→ **Required action**: Your answer must contain each line of the listing in which "HEADER" appears, copied in full.

........

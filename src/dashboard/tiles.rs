use crate::navigation::{LayoutOrder, RegionId, RegionSpec};

use super::content::{MATCHES, NewsCategory, PLATFORMS, RECOMMENDATIONS};

/// Row indices of the dashboard sections, top to bottom
pub mod rows {
    pub const HEADER: u16 = 0;
    pub const WIDGETS: u16 = 1;
    pub const PHOTOS: u16 = 2;
    pub const MUSIC: u16 = 3;
    pub const PLATFORMS: u16 = 4;
    pub const NEWS_CATEGORIES: u16 = 5;
    pub const HEADLINES: u16 = 6;
    pub const SPORTS: u16 = 7;
    pub const RECOMMENDED: u16 = 8;
    pub const FOOTER: u16 = 9;

    pub const COUNT: u16 = 10;

    pub fn title(row: u16) -> &'static str {
        match row {
            HEADER => "Controls",
            WIDGETS => "Today",
            PHOTOS => "Family Photos",
            MUSIC => "Now Playing",
            PLATFORMS => "Streaming",
            NEWS_CATEGORIES => "Latest News",
            HEADLINES => "Headlines",
            SPORTS => "Live Sports",
            RECOMMENDED => "You Might Like",
            FOOTER => "More",
            _ => "",
        }
    }
}

#[derive(Debug, Clone, Copy, PartialEq, Eq)]
pub enum TileKind {
    ThemeToggle,
    Language,
    Voice,
    Settings,
    Weather,
    Clock,
    Astronomy,
    Photos,
    PhotoPrevious,
    PhotoPlay,
    PhotoNext,
    Music,
    MusicPrevious,
    MusicPlay,
    MusicNext,
    Platform(usize),
    NewsCategory(NewsCategory),
    Headline(NewsCategory, usize),
    Match(usize),
    Recommendation(usize),
    Help,
    About,
}

impl TileKind {
    /// Short title shown in the tile border and status line
    pub fn title(self) -> String {
        match self {
            TileKind::ThemeToggle => "Theme".to_string(),
            TileKind::Language => "Language".to_string(),
            TileKind::Voice => "Voice".to_string(),
            TileKind::Settings => "Settings".to_string(),
            TileKind::Weather => "Weather".to_string(),
            TileKind::Clock => "Clock".to_string(),
            TileKind::Astronomy => "Sky Tonight".to_string(),
            TileKind::Photos => "Slideshow".to_string(),
            TileKind::PhotoPrevious | TileKind::MusicPrevious => "Previous".to_string(),
            TileKind::PhotoPlay | TileKind::MusicPlay => "Play/Pause".to_string(),
            TileKind::PhotoNext | TileKind::MusicNext => "Next".to_string(),
            TileKind::Music => "Music".to_string(),
            TileKind::Platform(i) => PLATFORMS.get(i).map(|p| p.name).unwrap_or("Platform").to_string(),
            TileKind::NewsCategory(category) => category.label().to_string(),
            TileKind::Headline(category, i) => format!("{} #{}", category.label(), i + 1),
            TileKind::Match(i) => MATCHES.get(i).map(|m| m.league).unwrap_or("Match").to_string(),
            TileKind::Recommendation(i) => RECOMMENDATIONS
                .get(i)
                .map(|r| r.title)
                .unwrap_or("Recommended")
                .to_string(),
            TileKind::Help => "Help".to_string(),
            TileKind::About => "About".to_string(),
        }
    }
}

/// A focusable tile on the dashboard
#[derive(Debug, Clone, PartialEq, Eq)]
pub struct Tile {
    pub id: RegionId,
    pub kind: TileKind,
    pub order: LayoutOrder,
    pub disabled: bool,
}

impl Tile {
    fn new(id: impl Into<RegionId>, kind: TileKind, row: u16, column: u16) -> Self {
        Self {
            id: id.into(),
            kind,
            order: LayoutOrder::new(row, column),
            disabled: false,
        }
    }

    fn disabled(mut self) -> Self {
        self.disabled = true;
        self
    }

    pub fn region(&self) -> RegionSpec {
        RegionSpec::new(self.id.clone(), self.order).disabled(self.disabled)
    }

    pub fn row(&self) -> u16 {
        self.order.row
    }
}

/// Every tile except the headline cards
pub fn static_tiles() -> Vec<Tile> {
    let mut tiles = vec![
        Tile::new("theme", TileKind::ThemeToggle, rows::HEADER, 0),
        Tile::new("language", TileKind::Language, rows::HEADER, 1),
        // Voice input is not supported in the terminal
        Tile::new("voice", TileKind::Voice, rows::HEADER, 2).disabled(),
        Tile::new("settings", TileKind::Settings, rows::HEADER, 3),
        Tile::new("weather", TileKind::Weather, rows::WIDGETS, 0),
        Tile::new("clock", TileKind::Clock, rows::WIDGETS, 1),
        Tile::new("astronomy", TileKind::Astronomy, rows::WIDGETS, 2),
        Tile::new("photos", TileKind::Photos, rows::PHOTOS, 0),
        Tile::new("photo-previous", TileKind::PhotoPrevious, rows::PHOTOS, 1),
        Tile::new("photo-play", TileKind::PhotoPlay, rows::PHOTOS, 2),
        Tile::new("photo-next", TileKind::PhotoNext, rows::PHOTOS, 3),
        Tile::new("music", TileKind::Music, rows::MUSIC, 0),
        Tile::new("music-previous", TileKind::MusicPrevious, rows::MUSIC, 1),
        Tile::new("music-play", TileKind::MusicPlay, rows::MUSIC, 2),
        Tile::new("music-next", TileKind::MusicNext, rows::MUSIC, 3),
    ];

    for (i, _) in PLATFORMS.iter().enumerate() {
        tiles.push(Tile::new(
            RegionId::owned(format!("platform-{}", i)),
            TileKind::Platform(i),
            rows::PLATFORMS,
            i as u16,
        ));
    }

    for (i, category) in NewsCategory::ALL.iter().enumerate() {
        tiles.push(Tile::new(
            RegionId::owned(format!("news-category-{}", category.slug())),
            TileKind::NewsCategory(*category),
            rows::NEWS_CATEGORIES,
            i as u16,
        ));
    }

    for (i, _) in MATCHES.iter().enumerate() {
        tiles.push(Tile::new(
            RegionId::owned(format!("match-{}", i)),
            TileKind::Match(i),
            rows::SPORTS,
            i as u16,
        ));
    }

    for (i, _) in RECOMMENDATIONS.iter().enumerate() {
        tiles.push(Tile::new(
            RegionId::owned(format!("recommended-{}", i)),
            TileKind::Recommendation(i),
            rows::RECOMMENDED,
            i as u16,
        ));
    }

    tiles.push(Tile::new("help", TileKind::Help, rows::FOOTER, 0));
    tiles.push(Tile::new("about", TileKind::About, rows::FOOTER, 1));
    tiles
}

/// Headline cards for one news category
pub fn headline_tiles(category: NewsCategory) -> Vec<Tile> {
    category
        .headlines()
        .iter()
        .enumerate()
        .map(|(i, _)| {
            Tile::new(
                RegionId::owned(format!("headline-{}-{}", category.slug(), i)),
                TileKind::Headline(category, i),
                rows::HEADLINES,
                i as u16,
            )
        })
        .collect()
}

#[cfg(test)]
mod tests {
    use super::*;
    use std::collections::HashSet;

    #[test]
    fn test_tile_ids_are_unique() {
        let mut tiles = static_tiles();
        for category in NewsCategory::ALL {
            tiles.extend(headline_tiles(category));
        }

        let ids: HashSet<_> = tiles.iter().map(|t| t.id.clone()).collect();
        assert_eq!(ids.len(), tiles.len());
    }

    #[test]
    fn test_positions_are_unique_within_static_tiles() {
        let tiles = static_tiles();
        let positions: HashSet<_> = tiles.iter().map(|t| t.order).collect();
        assert_eq!(positions.len(), tiles.len());
        assert!(tiles.iter().all(|t| t.row() < rows::COUNT));
    }

    #[test]
    fn test_only_voice_is_disabled() {
        let disabled: Vec<_> = static_tiles()
            .into_iter()
            .filter(|t| t.disabled)
            .map(|t| t.kind)
            .collect();
        assert_eq!(disabled, vec![TileKind::Voice]);
    }
}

........

→ **Answer to this task**:
    pub const HEADER: u16 = 0;
            HEADER => "Controls",
        Tile::new("theme", TileKind::ThemeToggle, rows::HEADER, 0),
        Tile::new("language", TileKind::Language, rows::HEADER, 1),
        Tile::new("voice", TileKind::Voice, rows::HEADER, 2).disabled(),
        Tile::new("settings", TileKind::Settings, rows::HEADER, 3),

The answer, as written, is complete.